Instructions for the task: Within the data below, find the string "origin" and return each line where it occurs.

Data section:
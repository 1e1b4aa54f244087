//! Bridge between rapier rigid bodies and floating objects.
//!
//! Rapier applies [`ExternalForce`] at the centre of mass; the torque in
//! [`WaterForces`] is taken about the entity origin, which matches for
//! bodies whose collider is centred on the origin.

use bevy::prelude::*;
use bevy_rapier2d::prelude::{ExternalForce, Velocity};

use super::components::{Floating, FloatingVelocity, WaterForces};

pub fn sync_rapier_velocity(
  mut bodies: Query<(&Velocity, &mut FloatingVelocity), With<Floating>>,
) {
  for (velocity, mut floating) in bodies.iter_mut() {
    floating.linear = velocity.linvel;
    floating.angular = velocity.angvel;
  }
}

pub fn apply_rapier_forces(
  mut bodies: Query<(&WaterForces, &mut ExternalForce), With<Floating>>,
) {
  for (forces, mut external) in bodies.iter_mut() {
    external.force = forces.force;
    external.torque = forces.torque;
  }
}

Solution for this exercise:
//! [`WaterForces`] is taken about the entity origin, which matches for
//! bodies whose collider is centred on the origin.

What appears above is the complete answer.